Medical necessity decision-making requires the consistent application of utilization criteria. Arise Health Plan uses both nationally published and locally developed criteria. Input from Arise Health Plan practitioners, including department chairs and other practitioners, is solicited. The Medical Policy Committee reviews criteria for appropriateness and makes recommendations for approval to the Quality Improvement Committee. The Quality Improvement Committee makes the final decision to approve criteria for use. Decision making criteria is reviewed and updated annually or more frequently if significant changes in standards of care are identified.

Criteria are applied consistently to medical necessity decisions, and in a manner that is responsive to individual customer needs and the characteristics of the local delivery system. At least annually, Arise Health Plan evaluates the consistency with which Case Management Specialists and the Medical Director apply the criteria when making decisions. A corrective action plan is developed if significant variation is found.

The following criteria used by Arise Health Plan are, but not limited to:

  • Milliman Care Guidelines, for In-patient and Surgical Care, Ambulatory Care (Medical and Behavioral health and Chiropractic Care), General Recovery and Chronic Care
  • Hayes Medical Technology Directory
  • Mercy Conference Guidelines, Cochraine Collaborative Systemic Reviews and CCGPP for Low Back Pain (for Chiropractic Care)
  • DSM-V Criteria (Behavioral Health)
  • Medical Policy Committee Decisions (Coverage Policy Bulletins)
  • Pharmacy Benefit Criteria (includes clinical data, reference materials, expert physician opinion, FDA-approved labeling, and/or cost-benefit information)
  • APTA Guide to Physical Therapy Practice
  • Apollo Managed Care Guidelines

Arise Health Plan practitioners/providers may review Medical Management criteria. If requested, a copy of specific criteria used for decision-making is provided to an Arise Health Plan practitioner. This copy is for the practitioner’s own use, and may not be released to others without permission from the Arise Health Plan. Arise Health Plan practitioners are informed of the process to request criteria during practitioner orientation and the provider newsletter.

The Medical Director, or designee attempts to contact the attending practitioner prior to making an in-patient medical necessity denial.

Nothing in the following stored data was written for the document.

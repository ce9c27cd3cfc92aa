//! Shared test fixtures and utilities for integration tests.
//!
//! # Available Fixtures
//!
//! - `sample_bible`: the `tests/fixtures/KJV_bible.json` translation, which
//!   mixes books out of canonical order, includes a non-canonical book and
//!   carries a few non-numeric keys that must be skipped
//! - `genesis_bible`: the three-verse Genesis document used in the docs
//! - `translations_dir`: a temp directory holding `KJV` and `ASV` files
//!
//! [`TempWorkspace`] provides a reusable temp directory abstraction for any test
//! that needs filesystem isolation.

use bible_search::{Bible, Verse};
use rstest::fixture;
use std::path::{Path, PathBuf};
use tempfile::TempDir;

/// The sample KJV translation.
pub const SAMPLE: &str = include_str!("../fixtures/KJV_bible.json");

/// A minimal one-book translation.
#[allow(dead_code)]
pub const GENESIS: &str = r#"{
  "Genesis": {
    "1": {
      "1": "In the beginning God created the heaven and the earth.",
      "2": "And the earth was without form, and void.",
      "3": "And God said, Let there be light: and there was light."
    }
  }
}"#;

/// A temporary directory for test isolation.
///
/// Cleaned up when dropped.
#[allow(dead_code)] // Methods used across different integration test crates
pub struct TempWorkspace {
    _temp: TempDir,
    root: PathBuf,
}

#[allow(dead_code)] // Methods used across different integration test crates
impl TempWorkspace {
    /// Creates a new empty temporary workspace.
    pub fn new() -> Self {
        let temp = TempDir::new().expect("Failed to create temp directory");
        let root = temp.path().to_path_buf();
        Self { _temp: temp, root }
    }

    /// Returns the root path of this workspace.
    pub fn path(&self) -> &Path {
        &self.root
    }

    /// Creates a file with the given content within this workspace.
    ///
    /// Parent directories are created automatically if they don't exist.
    ///
    /// # Panics
    /// Panics if file creation fails.
    pub fn create_file(&self, path: &str, content: &str) {
        let full_path = self.root.join(path);
        if let Some(parent) = full_path.parent() {
            std::fs::create_dir_all(parent).unwrap_or_else(|e| {
                panic!("Failed to create parent directory for '{}': {}", path, e)
            });
        }
        std::fs::write(&full_path, content)
            .unwrap_or_else(|e| panic!("Failed to write file '{}': {}", path, e));
    }

    /// Writes `<name>_bible.json` at the workspace root.
    pub fn create_translation(&self, name: &str, content: &str) {
        self.create_file(&format!("{}_bible.json", name), content);
    }
}

#[allow(dead_code)]
#[fixture]
pub fn sample_bible() -> Bible {
    Bible::from_json(SAMPLE.as_bytes()).expect("sample translation should parse")
}

#[allow(dead_code)]
#[fixture]
pub fn genesis_bible() -> Bible {
    Bible::from_json(GENESIS.as_bytes()).expect("Genesis document should parse")
}

/// A translations directory with `KJV` (the sample) and `ASV` (Genesis only),
/// plus files discovery must skip.
#[allow(dead_code)]
#[fixture]
pub fn translations_dir() -> TempWorkspace {
    let workspace = TempWorkspace::new();
    workspace.create_translation("KJV", SAMPLE);
    workspace.create_translation("ASV", GENESIS);
    workspace.create_file("notes.txt", "not a translation");
    workspace.create_file("archive/WEB_bible.json", GENESIS);
    workspace
}

/// `Book c:v` for each verse, for compact assertions.
#[allow(dead_code)]
pub fn refs<'a>(verses: impl IntoIterator<Item = &'a Verse>) -> Vec<String> {
    verses.into_iter().map(Verse::reference).collect()
}
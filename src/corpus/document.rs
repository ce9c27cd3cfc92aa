//! Source document decoding.
//!
//! A translation file is a JSON object three levels deep:
//! `{ "Genesis": { "1": { "1": "In the beginning..." } } }`. Decoding is
//! schema-checked by serde; any other shape is a [`ParseError`].

use crate::error::ParseError;
use ahash::AHashMap;
use serde::de::{Deserialize, Deserializer, MapAccess, Visitor};
use std::collections::BTreeMap;
use std::fmt;
use std::marker::PhantomData;

/// String-keyed entries in document order.
///
/// Unlike a hash map this keeps the order keys appear in the source, which
/// decides where non-canonical books land. A repeated key keeps its first
/// position and takes the last value, like a JSON object would.
#[derive(Debug, Clone, PartialEq, Eq)]
pub struct OrderedEntries<T>(Vec<(String, T)>);

impl<T> OrderedEntries<T> {
    pub fn iter(&self) -> impl Iterator<Item = (&str, &T)> {
        self.0.iter().map(|(key, value)| (key.as_str(), value))
    }

    pub fn len(&self) -> usize {
        self.0.len()
    }

    pub fn is_empty(&self) -> bool {
        self.0.is_empty()
    }

    pub fn get(&self, key: &str) -> Option<&T> {
        self.0.iter().find(|(k, _)| k == key).map(|(_, value)| value)
    }
}

impl<T> Default for OrderedEntries<T> {
    fn default() -> Self {
        Self(Vec::new())
    }
}

impl<T> FromIterator<(String, T)> for OrderedEntries<T> {
    fn from_iter<I: IntoIterator<Item = (String, T)>>(iter: I) -> Self {
        let mut entries = Vec::new();
        let mut positions: AHashMap<String, usize> = AHashMap::new();
        for (key, value) in iter {
            if let Some(&pos) = positions.get(&key) {
                entries[pos] = (key, value);
            } else {
                positions.insert(key.clone(), entries.len());
                entries.push((key, value));
            }
        }
        Self(entries)
    }
}

impl<'de, T> Deserialize<'de> for OrderedEntries<T>
where
    T: Deserialize<'de>,
{
    fn deserialize<D>(deserializer: D) -> Result<Self, D::Error>
    where
        D: Deserializer<'de>,
    {
        struct EntriesVisitor<T>(PhantomData<T>);

        impl<'de, T> Visitor<'de> for EntriesVisitor<T>
        where
            T: Deserialize<'de>,
        {
            type Value = OrderedEntries<T>;

            fn expecting(&self, f: &mut fmt::Formatter<'_>) -> fmt::Result {
                f.write_str("an object with string keys")
            }

            fn visit_map<A>(self, mut map: A) -> Result<Self::Value, A::Error>
            where
                A: MapAccess<'de>,
            {
                let mut entries = Vec::with_capacity(map.size_hint().unwrap_or(0));
                while let Some((key, value)) = map.next_entry::<String, T>()? {
                    entries.push((key, value));
                }
                Ok(entries.into_iter().collect())
            }
        }

        deserializer.deserialize_map(EntriesVisitor(PhantomData))
    }
}

/// verse number → text, as written in the source.
pub type RawChapter = OrderedEntries<String>;
/// chapter number → verses, as written in the source.
pub type RawBook = OrderedEntries<RawChapter>;

/// A decoded translation document: book name → chapters → verses.
#[derive(Debug, Clone, Default)]
pub struct SourceDocument {
    books: OrderedEntries<RawBook>,
}

impl SourceDocument {
    /// Decode a document from JSON bytes.
    pub fn from_json(bytes: &[u8]) -> Result<Self, ParseError> {
        let books = serde_json::from_slice(bytes)?;
        Ok(Self { books })
    }

    /// Book names in the order they appear in the document.
    pub fn book_names(&self) -> impl Iterator<Item = &str> {
        self.books.iter().map(|(name, _)| name)
    }

    pub fn book(&self, name: &str) -> Option<&RawBook> {
        self.books.get(name)
    }
}

/// Parse a chapter or verse key.
///
/// Keys must be non-negative decimal integers. Anything else returns `None` and
/// the entry is dropped from the corpus: translation files are occasionally
/// dirty and one bad key must not reject the whole translation.
pub fn parse_numeric_key(key: &str) -> Option<u32> {
    match key.parse::<u32>() {
        Ok(number) => Some(number),
        Err(_) => {
            tracing::trace!("Skipping non-numeric key {:?}", key);
            None
        }
    }
}

/// Re-key entries by their numeric key, ascending.
///
/// Non-numeric keys are skipped. When two keys parse to the same number
/// (`"1"` and `"01"`), the first one in document order is kept.
pub fn numbered<T>(entries: &OrderedEntries<T>) -> BTreeMap<u32, &T> {
    let mut numbered = BTreeMap::new();
    for (key, value) in entries.iter() {
        if let Some(number) = parse_numeric_key(key) {
            numbered.entry(number).or_insert(value);
        }
    }
    numbered
}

The Medical Director’s phone number is provided to the ordering practitioner when a medical necessity denial is made for outpatient care.


Policies are statements that define how Arise Health Plan intends to administer its Medical Management program. Medical Management policies are presented to the Quality Improvement Committee for review. Each department is responsible for development of procedures for functions within its responsibility.

Clinical Experts

In addition to the Medical Director, Medical Management has access to clinical experts through Arise Health Plan’s Practitioner panel, many of whom participate on various committees at Arise Health Plan and are board-certified. Arise Health Plan also purchases a variety of expert services through external vendors. Examples of expert external reviews used are:

  • Medical Review Institute of America (MRIoA)
  • Diplomat/ARC
  • Magellan/NIA

External Review

The Medical Director, or designee, consults with board-certified practitioners when appropriate, to accommodate the medical necessity review process. Access is also provided to external review agencies that employ board-certified practitioners for case review.